Ingredients
Equipment
Method
- Prep the oven. Preheat to 350°F (180°C). Position a rack in the centre.
- Sour the milk. Mix milk and lemon juice (or vinegar) and set aside for 5 minutes.
- Combine wet ingredients. In a large mixing bowl, whisk eggs. Add drained corn, cream-style sweetcorn, soured milk, honey, and oil. Whisk to combine.
- Fold in dry ingredients. Add self-raising flour, baking powder, and salt. Fold gently until no dry flour remains; do not overmix. The batter should be slightly lumpy and thick.
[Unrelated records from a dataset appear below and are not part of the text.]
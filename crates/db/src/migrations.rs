use sqlx::migrate::{MigrateError, Migrator};

use crate::DbPool;

pub static MIGRATOR: Migrator = sqlx::migrate!("../../migrations");

pub async fn run_pending(pool: &DbPool) -> Result<(), MigrateError> {
    MIGRATOR.run(pool).await
}
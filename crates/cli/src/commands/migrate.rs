use crate::commands::CommandResult;
use salit_core::config::{AppConfig, LoadOptions};
use salit_db::{connect, migrations};

pub fn run() -> CommandResult {
    let config = match AppConfig::load(LoadOptions::default()) {
        Ok(config) => config,
        Err(error) => {
            return CommandResult::failure(
                "migrate",
                "config_validation",
                format!("configuration issue: {error}"),
                2,
            );
        }
    };

    let runtime = match tokio::runtime::Builder::new_current_thread().enable_all().build() {
        Ok(runtime) => runtime,
        Err(error) => {
            return CommandResult::failure(
                "migrate",
                "runtime_init",
                format!("failed to initialize async runtime: {error}"),
                3,
            );
        }
    };

    let result = runtime.block_on(async {
        let pool = connect(&config.database)
            .await
            .map_err(|error| ("db_connectivity", error.to_string(), 4u8))?;
        migrations::run_pending(&pool)
            .await
            .map_err(|error| ("migration", error.to_string(), 5u8))?;
        pool.close().await;
        Ok::<(), (&'static str, String, u8)>(())
    });

    match result {
        Ok(()) => CommandResult::success("migrate", "applied pending migrations"),
        Err((error_class, message, exit_code)) => {
            CommandResult::failure("migrate", error_class, message, exit_code)
        }
    }
}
- Add mix-ins (optional). Fold in jalapeños, bacon, or herbs if using.
- Pan + top. Spoon into the prepared pan and level. Sprinkle with cheese.
- Bake. Bake 45–55 minutes, until golden and a toothpick inserted into the centre comes out clean.
- Cool + serve. Let cool for 10 minutes, then slice and serve warm.
Notes & Variations
- Gluten-Free Option: Use 3 ½ cups (420 g) gluten-free self-raising flour + 1 tsp xanthan gum if not included.
- Muffin Version: Scoop batter into a greased 12-cup muffin tin; bake 20–25 minutes
- Flavour Boost: Add ½ tsp smoked paprika or a handful of chopped herbs.
- Storage: Keep in an airtight container for 2 days or freeze slices for up to 1 month.